EXERCISE DETAILS | From the entries below, return every line that includes the word "IntentSnapshot".

EXERCISE MATERIALS START

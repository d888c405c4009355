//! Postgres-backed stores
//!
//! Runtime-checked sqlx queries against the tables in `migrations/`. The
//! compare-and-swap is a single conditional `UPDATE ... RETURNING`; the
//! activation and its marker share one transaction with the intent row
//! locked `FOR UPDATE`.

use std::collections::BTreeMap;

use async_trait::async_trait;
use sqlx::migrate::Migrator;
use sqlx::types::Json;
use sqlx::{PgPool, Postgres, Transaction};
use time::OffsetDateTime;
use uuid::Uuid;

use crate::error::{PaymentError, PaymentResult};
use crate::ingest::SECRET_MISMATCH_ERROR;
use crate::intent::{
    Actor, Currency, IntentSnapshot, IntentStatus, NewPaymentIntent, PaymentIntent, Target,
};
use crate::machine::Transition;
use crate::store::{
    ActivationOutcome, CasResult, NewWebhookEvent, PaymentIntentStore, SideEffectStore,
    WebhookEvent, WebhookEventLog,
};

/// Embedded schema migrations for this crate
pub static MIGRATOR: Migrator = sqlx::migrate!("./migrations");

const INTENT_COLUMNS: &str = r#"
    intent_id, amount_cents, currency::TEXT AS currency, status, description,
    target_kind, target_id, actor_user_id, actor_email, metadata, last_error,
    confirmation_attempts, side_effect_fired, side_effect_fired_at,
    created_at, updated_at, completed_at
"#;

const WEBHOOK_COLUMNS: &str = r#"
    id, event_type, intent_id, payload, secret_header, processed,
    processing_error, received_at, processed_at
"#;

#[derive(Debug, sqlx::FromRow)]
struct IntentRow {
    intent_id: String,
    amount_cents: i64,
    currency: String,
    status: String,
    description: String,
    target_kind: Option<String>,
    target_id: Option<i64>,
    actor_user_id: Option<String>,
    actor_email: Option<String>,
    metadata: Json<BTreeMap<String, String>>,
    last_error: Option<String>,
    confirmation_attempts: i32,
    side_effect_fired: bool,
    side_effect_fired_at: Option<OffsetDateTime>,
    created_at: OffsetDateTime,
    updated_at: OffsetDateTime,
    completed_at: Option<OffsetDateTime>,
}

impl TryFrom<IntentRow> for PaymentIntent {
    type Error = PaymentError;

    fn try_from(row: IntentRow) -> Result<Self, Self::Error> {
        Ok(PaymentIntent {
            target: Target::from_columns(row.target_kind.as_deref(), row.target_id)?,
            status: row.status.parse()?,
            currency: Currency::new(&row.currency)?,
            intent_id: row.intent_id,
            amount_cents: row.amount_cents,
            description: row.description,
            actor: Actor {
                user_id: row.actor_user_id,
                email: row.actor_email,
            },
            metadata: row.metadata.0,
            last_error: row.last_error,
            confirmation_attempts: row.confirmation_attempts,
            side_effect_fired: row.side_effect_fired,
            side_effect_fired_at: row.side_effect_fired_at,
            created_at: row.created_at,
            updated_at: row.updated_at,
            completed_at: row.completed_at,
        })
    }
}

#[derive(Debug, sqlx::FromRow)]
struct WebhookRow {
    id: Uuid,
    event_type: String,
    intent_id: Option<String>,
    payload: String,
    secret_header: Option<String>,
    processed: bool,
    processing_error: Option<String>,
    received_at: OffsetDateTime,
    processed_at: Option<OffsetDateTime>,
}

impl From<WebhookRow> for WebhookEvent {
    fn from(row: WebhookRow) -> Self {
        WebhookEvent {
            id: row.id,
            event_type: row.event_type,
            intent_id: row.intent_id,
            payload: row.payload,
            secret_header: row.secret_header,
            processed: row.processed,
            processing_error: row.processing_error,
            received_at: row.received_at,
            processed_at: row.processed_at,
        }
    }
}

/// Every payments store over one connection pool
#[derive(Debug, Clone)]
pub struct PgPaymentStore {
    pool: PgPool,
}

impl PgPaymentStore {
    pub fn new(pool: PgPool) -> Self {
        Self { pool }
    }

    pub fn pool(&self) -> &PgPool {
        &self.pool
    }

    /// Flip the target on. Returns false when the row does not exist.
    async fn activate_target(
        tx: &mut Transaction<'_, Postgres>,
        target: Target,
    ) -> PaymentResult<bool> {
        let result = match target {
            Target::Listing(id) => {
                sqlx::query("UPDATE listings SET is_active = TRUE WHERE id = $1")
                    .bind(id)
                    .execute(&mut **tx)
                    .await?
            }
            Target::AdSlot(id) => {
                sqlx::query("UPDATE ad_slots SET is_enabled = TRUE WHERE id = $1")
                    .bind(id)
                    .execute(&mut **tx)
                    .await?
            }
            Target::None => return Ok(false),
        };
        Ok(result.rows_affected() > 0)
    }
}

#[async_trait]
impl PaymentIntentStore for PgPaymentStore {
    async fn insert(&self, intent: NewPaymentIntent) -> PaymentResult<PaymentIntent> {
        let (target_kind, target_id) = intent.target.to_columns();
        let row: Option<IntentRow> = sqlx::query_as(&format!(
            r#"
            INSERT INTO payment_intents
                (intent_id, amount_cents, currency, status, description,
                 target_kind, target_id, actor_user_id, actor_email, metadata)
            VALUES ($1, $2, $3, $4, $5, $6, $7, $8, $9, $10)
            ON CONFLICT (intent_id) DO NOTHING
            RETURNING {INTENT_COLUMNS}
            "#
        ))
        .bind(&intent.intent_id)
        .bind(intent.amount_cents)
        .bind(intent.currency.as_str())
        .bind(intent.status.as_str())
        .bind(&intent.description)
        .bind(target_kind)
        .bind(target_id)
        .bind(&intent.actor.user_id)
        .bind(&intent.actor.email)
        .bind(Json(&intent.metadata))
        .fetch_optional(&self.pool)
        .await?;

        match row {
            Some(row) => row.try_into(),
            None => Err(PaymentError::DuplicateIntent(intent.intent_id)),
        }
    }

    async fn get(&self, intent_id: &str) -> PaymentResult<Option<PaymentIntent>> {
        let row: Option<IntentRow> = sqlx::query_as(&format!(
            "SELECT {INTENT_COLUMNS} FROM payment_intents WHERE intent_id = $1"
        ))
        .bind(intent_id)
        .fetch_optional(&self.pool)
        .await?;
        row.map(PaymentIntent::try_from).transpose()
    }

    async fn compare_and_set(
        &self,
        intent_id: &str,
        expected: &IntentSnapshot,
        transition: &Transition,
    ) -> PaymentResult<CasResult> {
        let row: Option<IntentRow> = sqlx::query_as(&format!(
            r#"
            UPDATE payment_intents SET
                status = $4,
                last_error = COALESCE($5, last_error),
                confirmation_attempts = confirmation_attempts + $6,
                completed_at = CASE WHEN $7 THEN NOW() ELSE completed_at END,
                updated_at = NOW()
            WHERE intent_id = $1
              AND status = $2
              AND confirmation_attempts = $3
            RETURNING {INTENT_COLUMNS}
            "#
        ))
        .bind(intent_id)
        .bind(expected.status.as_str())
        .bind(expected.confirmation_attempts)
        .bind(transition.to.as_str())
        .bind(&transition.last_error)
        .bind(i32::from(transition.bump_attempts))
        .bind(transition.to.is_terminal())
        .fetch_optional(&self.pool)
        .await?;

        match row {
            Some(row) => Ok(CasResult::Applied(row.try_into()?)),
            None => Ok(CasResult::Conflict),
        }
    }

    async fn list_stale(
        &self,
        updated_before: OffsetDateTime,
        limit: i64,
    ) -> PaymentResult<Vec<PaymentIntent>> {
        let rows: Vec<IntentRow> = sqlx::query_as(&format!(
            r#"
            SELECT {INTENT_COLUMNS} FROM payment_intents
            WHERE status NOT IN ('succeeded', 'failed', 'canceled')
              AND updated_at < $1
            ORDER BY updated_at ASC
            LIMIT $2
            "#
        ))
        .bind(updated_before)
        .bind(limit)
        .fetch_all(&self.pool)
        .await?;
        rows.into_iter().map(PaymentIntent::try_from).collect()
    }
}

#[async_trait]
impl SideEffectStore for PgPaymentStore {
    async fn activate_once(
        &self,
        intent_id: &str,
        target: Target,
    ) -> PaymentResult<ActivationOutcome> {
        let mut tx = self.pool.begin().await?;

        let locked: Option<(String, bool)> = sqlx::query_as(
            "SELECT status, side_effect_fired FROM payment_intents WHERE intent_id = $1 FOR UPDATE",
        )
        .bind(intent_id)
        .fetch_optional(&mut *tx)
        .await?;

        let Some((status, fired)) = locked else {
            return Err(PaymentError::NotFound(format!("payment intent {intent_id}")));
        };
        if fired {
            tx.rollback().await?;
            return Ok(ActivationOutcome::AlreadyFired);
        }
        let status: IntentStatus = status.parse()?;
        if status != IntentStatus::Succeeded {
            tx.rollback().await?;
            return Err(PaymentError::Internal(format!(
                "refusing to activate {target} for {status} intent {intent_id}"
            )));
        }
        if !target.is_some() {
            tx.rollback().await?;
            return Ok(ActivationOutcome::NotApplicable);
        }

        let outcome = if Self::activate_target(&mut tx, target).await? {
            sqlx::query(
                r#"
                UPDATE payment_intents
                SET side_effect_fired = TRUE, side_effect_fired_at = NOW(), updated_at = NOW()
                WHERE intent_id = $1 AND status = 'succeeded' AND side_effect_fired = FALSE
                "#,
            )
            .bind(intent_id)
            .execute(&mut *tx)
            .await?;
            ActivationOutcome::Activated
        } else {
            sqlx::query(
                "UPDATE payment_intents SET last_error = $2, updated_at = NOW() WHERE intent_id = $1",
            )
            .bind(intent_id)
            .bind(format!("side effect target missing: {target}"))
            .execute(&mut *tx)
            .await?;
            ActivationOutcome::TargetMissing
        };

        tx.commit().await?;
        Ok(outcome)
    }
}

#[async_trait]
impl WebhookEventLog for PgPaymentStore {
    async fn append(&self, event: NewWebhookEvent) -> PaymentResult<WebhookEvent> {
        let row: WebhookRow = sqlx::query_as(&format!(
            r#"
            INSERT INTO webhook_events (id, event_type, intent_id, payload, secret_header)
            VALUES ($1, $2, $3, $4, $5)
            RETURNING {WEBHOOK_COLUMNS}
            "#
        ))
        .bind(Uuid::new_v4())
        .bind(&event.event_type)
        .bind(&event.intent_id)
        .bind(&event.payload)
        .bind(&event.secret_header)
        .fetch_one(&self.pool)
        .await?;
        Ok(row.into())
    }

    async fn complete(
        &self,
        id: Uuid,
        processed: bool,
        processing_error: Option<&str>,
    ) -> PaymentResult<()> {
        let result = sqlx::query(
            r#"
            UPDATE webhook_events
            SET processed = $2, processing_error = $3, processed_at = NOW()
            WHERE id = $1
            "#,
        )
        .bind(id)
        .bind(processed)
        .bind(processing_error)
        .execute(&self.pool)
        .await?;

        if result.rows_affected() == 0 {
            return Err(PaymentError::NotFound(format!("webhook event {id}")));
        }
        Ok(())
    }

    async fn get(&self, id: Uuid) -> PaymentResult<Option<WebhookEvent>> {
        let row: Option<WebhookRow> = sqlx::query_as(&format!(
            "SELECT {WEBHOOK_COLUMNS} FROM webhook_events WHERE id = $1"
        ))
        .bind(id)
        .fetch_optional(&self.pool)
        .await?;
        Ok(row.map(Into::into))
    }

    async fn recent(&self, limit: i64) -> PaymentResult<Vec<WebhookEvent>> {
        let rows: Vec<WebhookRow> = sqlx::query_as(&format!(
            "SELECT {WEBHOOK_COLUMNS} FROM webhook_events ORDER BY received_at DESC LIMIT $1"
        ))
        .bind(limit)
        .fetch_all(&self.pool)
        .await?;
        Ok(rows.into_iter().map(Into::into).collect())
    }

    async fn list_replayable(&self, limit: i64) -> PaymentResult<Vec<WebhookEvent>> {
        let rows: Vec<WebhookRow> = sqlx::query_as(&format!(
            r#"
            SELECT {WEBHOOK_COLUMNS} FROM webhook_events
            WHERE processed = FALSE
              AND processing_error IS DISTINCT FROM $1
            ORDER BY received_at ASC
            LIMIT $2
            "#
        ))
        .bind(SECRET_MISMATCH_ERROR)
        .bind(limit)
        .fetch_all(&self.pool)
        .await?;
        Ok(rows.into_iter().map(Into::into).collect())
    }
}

EXERCISE MATERIALS END
EXERCISE MATERIALS START

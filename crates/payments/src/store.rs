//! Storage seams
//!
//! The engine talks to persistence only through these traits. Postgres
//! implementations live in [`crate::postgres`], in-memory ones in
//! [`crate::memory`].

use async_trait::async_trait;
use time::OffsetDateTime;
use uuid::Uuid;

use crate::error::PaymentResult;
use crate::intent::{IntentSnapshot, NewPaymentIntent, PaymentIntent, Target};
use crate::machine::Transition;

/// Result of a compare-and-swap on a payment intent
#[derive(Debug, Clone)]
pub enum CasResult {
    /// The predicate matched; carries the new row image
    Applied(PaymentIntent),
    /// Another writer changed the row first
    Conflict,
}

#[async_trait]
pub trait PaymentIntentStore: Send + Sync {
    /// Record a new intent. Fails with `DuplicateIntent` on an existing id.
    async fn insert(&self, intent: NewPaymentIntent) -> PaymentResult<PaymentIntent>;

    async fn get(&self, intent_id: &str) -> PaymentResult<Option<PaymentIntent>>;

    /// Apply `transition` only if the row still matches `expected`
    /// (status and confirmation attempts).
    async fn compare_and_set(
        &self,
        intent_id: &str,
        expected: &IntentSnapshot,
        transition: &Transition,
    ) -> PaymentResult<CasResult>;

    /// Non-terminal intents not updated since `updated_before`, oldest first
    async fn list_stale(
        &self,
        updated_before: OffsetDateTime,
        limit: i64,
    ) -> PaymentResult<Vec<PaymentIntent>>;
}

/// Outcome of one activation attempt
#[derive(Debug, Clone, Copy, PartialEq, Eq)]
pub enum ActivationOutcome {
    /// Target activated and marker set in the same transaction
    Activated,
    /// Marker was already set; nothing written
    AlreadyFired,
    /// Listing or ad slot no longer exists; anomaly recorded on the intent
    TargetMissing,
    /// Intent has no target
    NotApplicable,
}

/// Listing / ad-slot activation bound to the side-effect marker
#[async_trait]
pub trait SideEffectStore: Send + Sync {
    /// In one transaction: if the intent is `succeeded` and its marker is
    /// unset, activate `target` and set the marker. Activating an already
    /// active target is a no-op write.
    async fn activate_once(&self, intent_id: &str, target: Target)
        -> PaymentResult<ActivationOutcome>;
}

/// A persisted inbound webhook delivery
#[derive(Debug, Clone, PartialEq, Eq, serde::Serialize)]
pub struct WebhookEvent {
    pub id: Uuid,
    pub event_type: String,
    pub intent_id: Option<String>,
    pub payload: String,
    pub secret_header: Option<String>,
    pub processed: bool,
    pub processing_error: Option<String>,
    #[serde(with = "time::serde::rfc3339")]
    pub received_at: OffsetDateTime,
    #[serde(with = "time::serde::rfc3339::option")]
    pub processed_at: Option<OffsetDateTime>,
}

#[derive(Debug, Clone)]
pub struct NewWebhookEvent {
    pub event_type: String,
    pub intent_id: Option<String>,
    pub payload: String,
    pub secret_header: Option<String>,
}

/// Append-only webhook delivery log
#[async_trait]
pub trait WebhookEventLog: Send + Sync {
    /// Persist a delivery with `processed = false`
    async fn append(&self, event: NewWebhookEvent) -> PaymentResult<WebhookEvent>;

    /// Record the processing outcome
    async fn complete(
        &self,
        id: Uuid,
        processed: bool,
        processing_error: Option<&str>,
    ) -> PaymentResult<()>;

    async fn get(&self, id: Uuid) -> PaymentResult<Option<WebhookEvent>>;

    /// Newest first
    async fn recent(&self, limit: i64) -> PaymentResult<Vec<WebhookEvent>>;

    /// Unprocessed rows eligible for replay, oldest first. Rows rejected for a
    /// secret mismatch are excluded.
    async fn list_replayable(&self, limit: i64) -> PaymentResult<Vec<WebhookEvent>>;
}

EXERCISE MATERIALS END

SOLVED PROBLEM |
    Actor, Currency, IntentSnapshot, IntentStatus, NewPaymentIntent, PaymentIntent, Target,
        expected: &IntentSnapshot,
use crate::intent::{IntentSnapshot, NewPaymentIntent, PaymentIntent, Target};
        expected: &IntentSnapshot,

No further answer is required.